The bench tricep dip primarily targets the triceps brachii, the muscle responsible for extending the elbow joint. This compound movement also engages the anterior deltoids (front shoulders) and pectoral muscles (chest), contributing to upper body strength. Additionally, the core muscles are engaged to stabilize the body throughout the exercise, particularly the rectus abdominis and obliques.

Top Mistakes

  • Improper Range of Motion: Failing to lower the body enough or going too low can lead to ineffective training or injury.
  • Shoulder Positioning: Letting the shoulders rise towards the ears while performing dips can lead to strain.
  • Overarching the Back: Allowing the lower back to sag can cause discomfort and inhibit proper muscle engagement.
  • Rushing the Movement: Performing dips too quickly can compromise form, reduce effectiveness, and increase injury risk.

Execution Tips

  • Start Position: Sit on the edge of a stable bench with your hands resting beside your hips, fingers facing forward.
  • Foot Position: Extend your legs out in front of you, or if you're a beginner, keep your knees bent and feet flat on the floor for added support.
  • Body Alignment: Keep your elbows tucked close to your body as you lower down, and ensure your shoulders remain relaxed away from your ears.
  • Controlled Movement: Lower yourself until your elbows form a 90-degree angle, and then press through your palms to return to the start position, maintaining a slow and controlled tempo.

Workouts

When incorporating bench tricep dips into your workout routine, aim for 3 to 4 sets of 8 to 12 repetitions, depending on your fitness level.
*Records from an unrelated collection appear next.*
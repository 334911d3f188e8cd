//! Component F — the power-of-four bottom-up merge ladder that turns the
//! 32-element runs [`crate::quad_swap::quad_swap`] built into the fully
//! sorted array, one quadrupling of the block size at a time.

use core::ptr;

use crate::cross_merge::cross_merge;
use crate::parity_merge::not_greater;
use crate::partial_merge::tail_merge;
use crate::scratch::Scratch;

/// Merges the four adjacent `block`-sized runs at `array[0..4*block)` into
/// one sorted run of `4*block`, skipping whichever half (or both) is
/// already known to be in order relative to its neighbour.
///
/// # Safety
/// `array[0..4*block)` must be valid for reads and writes, each of the
/// four `block`-sized spans individually sorted, and `scratch` must have
/// room for at least `4*block` elements.
unsafe fn quad_merge_block<T, F>(array: *mut T, scratch: &mut Scratch<T>, block: usize, is_less: &mut F)
where
    F: FnMut(&T, &T) -> bool,
{
    unsafe {
        let pt1 = array.add(block);
        let pt2 = pt1.add(block);
        let pt3 = pt2.add(block);
        let block_x2 = block * 2;

        let left_done = not_greater(is_less, &*pt1.sub(1), &*pt1) as usize;
        let right_done = not_greater(is_less, &*pt3.sub(1), &*pt3) as usize;

        let swap = scratch.as_mut_ptr();

        match left_done | (right_done * 2) {
            0 => {
                cross_merge(swap, array, block, block, is_less);
                cross_merge(swap.add(block_x2), pt2, block, block, is_less);
            }
            1 => {
                ptr::copy_nonoverlapping(array, swap, block_x2);
                cross_merge(swap.add(block_x2), pt2, block, block, is_less);
            }
            2 => {
                cross_merge(swap, array, block, block, is_less);
                ptr::copy_nonoverlapping(pt2, swap.add(block_x2), block_x2);
            }
            _ => {
                if not_greater(is_less, &*pt2.sub(1), &*pt2) {
                    return;
                }
                ptr::copy_nonoverlapping(array, swap, block_x2 * 2);
            }
        }
        cross_merge(array, swap, block_x2, block_x2, is_less);
    }
}

/// Repeatedly quadruples the block size, quad-merging aligned groups of
/// four blocks at each level while `4*block` still fits both `nmemb` and
/// `scratch`, tail-merging whatever's left over at the end of each level.
///
/// Returns the largest block size actually merged by this ladder (half of
/// the final `4*block` step), which [`crate::rotate::rotate_merge`] uses
/// as its own starting block size.
///
/// # Safety
/// `array[0..nmemb)` must be valid for reads and writes, consisting of
/// sorted runs of size `block`.
pub(crate) unsafe fn quad_merge<T, F>(
    array: *mut T,
    scratch: &mut Scratch<T>,
    nmemb: usize,
    block: usize,
    is_less: &mut F,
) -> usize
where
    F: FnMut(&T, &T) -> bool,
{
    unsafe {
        let pte = array.add(nmemb);
        let mut block = block * 4;

        while block <= nmemb && block <= scratch.len() {
            let mut pta = array;

            loop {
                quad_merge_block(pta, scratch, block / 4, is_less);
                pta = pta.add(block);
                if !(pta.add(block) <= pte) {
                    break;
                }
            }

            tail_merge(pta, scratch, pte.offset_from(pta) as usize, block / 4, is_less);
            block *= 4;
        }

        tail_merge(array, scratch, nmemb, block / 4, is_less);

        block / 2
    }
}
You can put these into a superset with other upper body exercises like push-ups or shoulder presses to maximize muscle engagement and endurance. Additionally, consider adding weight with a dip belt or placing a dumbbell on your lap as you progress to increase intensity.

Conclusion

Bench tricep dips are an excellent addition to any workout routine, providing a targeted approach to strengthen the triceps and enhance overall upper body strength. This versatile exercise is easy to perform with minimal equipment, making it ideal for home or gym workouts. Consistent practice not only develops muscle but also improves stability and functional strength across various activities.